Work to complete — Return the number of lines below that contain "AppState"; nothing else belongs in the reply.

===== Supplied material

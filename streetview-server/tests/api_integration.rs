//! API integration tests for streetview-server.
//!
//! These tests drive the full router with an in-memory cache store and a
//! scripted image source, covering correlation-id validation, error mapping
//! and the cache-aside flow through the REST endpoint.

use std::sync::atomic::{AtomicUsize, Ordering};
use std::sync::{Arc, Mutex};
use std::time::Duration;

use async_trait::async_trait;
use axum::{
    body::Body,
    http::{header, HeaderValue, Request, StatusCode},
    Router,
};
use serde_json::Value;
use streetview_core::logging::RequiredFields;
use streetview_core::{
    codes, messages, CachedImages, Fields, GetStreetViewImageHandler, ImageSource, LogBackend,
    LogError, LoggingChain, MemoryConnectionFactory, RetrievalError, Severity,
};
use streetview_server::{create_router, AppState, CORRELATION_ID_HEADER};
use tower::ServiceExt;
use uuid::Uuid;

const JPEG_BYTES: &[u8] = &[
    0xFF, 0xD8, 0xFF, 0xE0, 0x00, 0x10, b'J', b'F', b'I', b'F', 0x00, 0x01,
];

/// Always returns the same outcome and counts calls
struct FixedSource {
    outcome: Result<Vec<u8>, RetrievalError>,
    calls: AtomicUsize,
}

#[async_trait]
impl ImageSource for FixedSource {
    async fn fetch(&self, _latitude: f64, _longitude: f64) -> streetview_core::Result<Vec<u8>> {
        self.calls.fetch_add(1, Ordering::SeqCst);
        self.outcome.clone()
    }
}

/// Sleeps for a full retry budget before failing, like an exhausted API client
struct SlowFailingSource {
    delay: Duration,
}

#[async_trait]
impl ImageSource for SlowFailingSource {
    async fn fetch(&self, _latitude: f64, _longitude: f64) -> streetview_core::Result<Vec<u8>> {
        tokio::time::sleep(self.delay).await;
        Err(RetrievalError::application(
            "Error making request to: 'https://internal.example/streetview?key=[REDACTED]'",
        ))
    }
}

#[derive(Debug, Clone)]
struct Entry {
    severity: Severity,
    message: String,
    correlation_id: Uuid,
}

/// Records every log call together with the correlation id in effect
struct CapturingBackend {
    entries: Mutex<Vec<Entry>>,
    required: RequiredFields,
}

impl CapturingBackend {
    fn new() -> Self {
        Self {
            entries: Mutex::new(Vec::new()),
            required: RequiredFields::new("test"),
        }
    }

    fn entries(&self) -> Vec<Entry> {
        self.entries.lock().unwrap().clone()
    }
}

#[async_trait]
impl LogBackend for CapturingBackend {
    fn name(&self) -> &'static str {
        "capturing"
    }

    async fn log(&self, severity: Severity, message: &str, _fields: &Fields) -> Result<(), LogError> {
        self.entries.lock().unwrap().push(Entry {
            severity,
            message: message.to_string(),
            correlation_id: self.required.correlation_id(),
        });
        Ok(())
    }

    fn update_correlation_id(&self, correlation_id: Uuid) {
        self.required.set_correlation_id(correlation_id);
    }
}

struct TestApp {
    router: Router,
    source: Arc<FixedSource>,
    logs: Arc<CapturingBackend>,
}

fn router_with_source(source: Arc<dyn ImageSource>) -> (Router, Arc<CapturingBackend>) {
    let logs = Arc::new(CapturingBackend::new());
    let logger = Arc::new(LoggingChain::new(vec![Arc::clone(&logs) as Arc<dyn LogBackend>]));

    let images = CachedImages::new(Arc::new(MemoryConnectionFactory::new()), Arc::clone(&logger));
    let handler = GetStreetViewImageHandler::new(Arc::new(images), source, Arc::clone(&logger));

    (create_router(AppState::new(handler, logger)), logs)
}

fn create_test_app(outcome: Result<Vec<u8>, RetrievalError>) -> TestApp {
    let source = Arc::new(FixedSource {
        outcome,
        calls: AtomicUsize::new(0),
    });
    let (router, logs) = router_with_source(Arc::clone(&source) as Arc<dyn ImageSource>);

    TestApp {
        router,
        source,
        logs,
    }
}

fn image_request(correlation_id: Option<&str>, query: &str) -> Request<Body> {
    let mut builder = Request::builder().uri(format!("/v1/street-view?{query}"));
    if let Some(id) = correlation_id {
        builder = builder.header(CORRELATION_ID_HEADER, id);
    }
    builder.body(Body::empty()).unwrap()
}

async fn json_body(response: axum::response::Response) -> Value {
    let body = axum::body::to_bytes(response.into_body(), usize::MAX)
        .await
        .unwrap();
    serde_json::from_slice(&body).unwrap()
}

// ============================================================================
// Health & Docs
// ============================================================================

#[tokio::test]
async fn test_health_endpoint_returns_ok() {
    let app = create_test_app(Ok(JPEG_BYTES.to_vec()));

    let response = app
        .router
        .oneshot(Request::builder().uri("/health").body(Body::empty()).unwrap())
        .await
        .unwrap();

    assert_eq!(response.status(), StatusCode::OK);
    let json = json_body(response).await;
    assert_eq!(json["status"], "healthy");
    assert_eq!(json["service"], "streetview-server");
}

#[tokio::test]
async fn test_openapi_document_lists_image_path() {
    let app = create_test_app(Ok(JPEG_BYTES.to_vec()));

    let response = app
        .router
        .oneshot(
            Request::builder()
                .uri("/api-docs/openapi.json")
                .body(Body::empty())
                .unwrap(),
        )
        .await
        .unwrap();

    assert_eq!(response.status(), StatusCode::OK);
    let json = json_body(response).await;
    assert!(json["paths"]["/v1/street-view"].is_object());
}

// ============================================================================
// Correlation id validation
// ============================================================================

#[tokio::test]
async fn test_missing_correlation_id_is_invalid_argument() {
    let app = create_test_app(Ok(JPEG_BYTES.to_vec()));

    let response = app
        .router
        .oneshot(image_request(None, "latitude=51.5&longitude=-0.12"))
        .await
        .unwrap();

    assert_eq!(response.status(), StatusCode::BAD_REQUEST);
    let json = json_body(response).await;
    assert_eq!(json["code"], "INVALID_ARGUMENT");
    assert_eq!(json["error"], messages::EMPTY_CORRELATION_ID);
    assert_eq!(app.source.calls.load(Ordering::SeqCst), 0);
}

#[tokio::test]
async fn test_malformed_correlation_id_is_invalid_argument() {
    let app = create_test_app(Ok(JPEG_BYTES.to_vec()));

    let response = app
        .router
        .oneshot(image_request(Some("definitely-not-a-uuid"), "latitude=1&longitude=2"))
        .await
        .unwrap();

    assert_eq!(response.status(), StatusCode::BAD_REQUEST);
    let json = json_body(response).await;
    assert_eq!(json["error"], messages::INVALID_CORRELATION_ID);
}

#[tokio::test]
async fn test_unreadable_correlation_id_is_invalid_not_empty() {
    let app = create_test_app(Ok(JPEG_BYTES.to_vec()));

    let mut request = image_request(None, "latitude=1&longitude=2");
    request.headers_mut().insert(
        CORRELATION_ID_HEADER,
        HeaderValue::from_bytes(b"\xfa\xfb\xfc").unwrap(),
    );

    let response = app.router.oneshot(request).await.unwrap();

    assert_eq!(response.status(), StatusCode::BAD_REQUEST);
    let json = json_body(response).await;
    assert_eq!(json["error"], messages::INVALID_CORRELATION_ID);
    assert_eq!(app.source.calls.load(Ordering::SeqCst), 0);
}

#[tokio::test]
async fn test_non_v4_correlation_id_is_rejected() {
    let app = create_test_app(Ok(JPEG_BYTES.to_vec()));

    let response = app
        .router
        .oneshot(image_request(
            Some("6ba7b810-9dad-11d1-80b4-00c04fd430c8"),
            "latitude=1&longitude=2",
        ))
        .await
        .unwrap();

    assert_eq!(response.status(), StatusCode::BAD_REQUEST);
    assert_eq!(app.source.calls.load(Ordering::SeqCst), 0);
}

#[tokio::test]
async fn test_non_numeric_coordinates_are_bad_request() {
    let app = create_test_app(Ok(JPEG_BYTES.to_vec()));
    let id = Uuid::new_v4().to_string();

    let response = app
        .router
        .oneshot(image_request(Some(&id), "latitude=north&longitude=2"))
        .await
        .unwrap();

    assert_eq!(response.status(), StatusCode::BAD_REQUEST);
    let json = json_body(response).await;
    assert_eq!(json["code"], "INVALID_ARGUMENT");
}

// ============================================================================
// Retrieval
// ============================================================================

#[tokio::test]
async fn test_image_is_returned_as_jpeg() {
    let app = create_test_app(Ok(JPEG_BYTES.to_vec()));
    let id = Uuid::new_v4();

    let response = app
        .router
        .oneshot(image_request(
            Some(&id.to_string()),
            "latitude=51.507351&longitude=-0.127758",
        ))
        .await
        .unwrap();

    assert_eq!(response.status(), StatusCode::OK);
    assert_eq!(response.headers()[header::CONTENT_TYPE], "image/jpeg");
    let body = axum::body::to_bytes(response.into_body(), usize::MAX)
        .await
        .unwrap();
    assert_eq!(&body[..], JPEG_BYTES);

    let received: Vec<_> = app
        .logs
        .entries()
        .into_iter()
        .filter(|entry| entry.message == "Request received")
        .collect();
    assert_eq!(received.len(), 1);
    assert_eq!(received[0].severity, Severity::Info);
    assert_eq!(received[0].correlation_id, id);
}

#[tokio::test]
async fn test_second_request_is_served_from_cache() {
    let app = create_test_app(Ok(JPEG_BYTES.to_vec()));

    for _ in 0..3 {
        let id = Uuid::new_v4().to_string();
        let response = app
            .router
            .clone()
            .oneshot(image_request(Some(&id), "latitude=48.8584&longitude=2.2945"))
            .await
            .unwrap();
        assert_eq!(response.status(), StatusCode::OK);
    }

    assert_eq!(app.source.calls.load(Ordering::SeqCst), 1);
}

#[tokio::test]
async fn test_invalid_location_is_not_found() {
    let app = create_test_app(Err(RetrievalError::user(
        codes::INVALID_LOCATION,
        messages::INVALID_LOCATION,
    )));
    let id = Uuid::new_v4().to_string();

    let response = app
        .router
        .oneshot(image_request(Some(&id), "latitude=0&longitude=0"))
        .await
        .unwrap();

    assert_eq!(response.status(), StatusCode::NOT_FOUND);
    let json = json_body(response).await;
    assert_eq!(json["code"], "NOT_FOUND");
    assert_eq!(json["error"], messages::INVALID_LOCATION);
}

#[tokio::test]
async fn test_application_error_is_generic_and_logged_once() {
    let app = create_test_app(Err(RetrievalError::application(
        "Error making request to: 'https://internal.example/streetview?key=[REDACTED]'",
    )));
    let id = Uuid::new_v4();

    let response = app
        .router
        .oneshot(image_request(Some(&id.to_string()), "latitude=1&longitude=2"))
        .await
        .unwrap();

    assert_eq!(response.status(), StatusCode::INTERNAL_SERVER_ERROR);
    let json = json_body(response).await;
    assert_eq!(json["code"], "UNKNOWN");
    assert_eq!(
        json["error"],
        "An unknown error occurred, please retry the request later."
    );
    assert!(!json.to_string().contains("internal.example"));

    let errors: Vec<_> = app
        .logs
        .entries()
        .into_iter()
        .filter(|entry| entry.severity == Severity::Error)
        .collect();
    assert_eq!(errors.len(), 1);
    assert!(errors[0].message.contains("internal.example"));
    assert_eq!(errors[0].correlation_id, id);
}

#[tokio::test(start_paused = true)]
async fn test_slow_retry_exhaustion_still_maps_to_unknown() {
    // Longer than one full 5s x 10 retry phase
    let source = Arc::new(SlowFailingSource {
        delay: Duration::from_secs(95),
    });
    let (router, logs) = router_with_source(source);
    let id = Uuid::new_v4().to_string();

    let response = router
        .oneshot(image_request(Some(&id), "latitude=1&longitude=2"))
        .await
        .unwrap();

    assert_eq!(response.status(), StatusCode::INTERNAL_SERVER_ERROR);
    let json = json_body(response).await;
    assert_eq!(json["code"], "UNKNOWN");

    let errors: Vec<_> = logs
        .entries()
        .into_iter()
        .filter(|entry| entry.severity == Severity::Error)
        .collect();
    assert_eq!(errors.len(), 1);
}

==========

Solution for this task — 2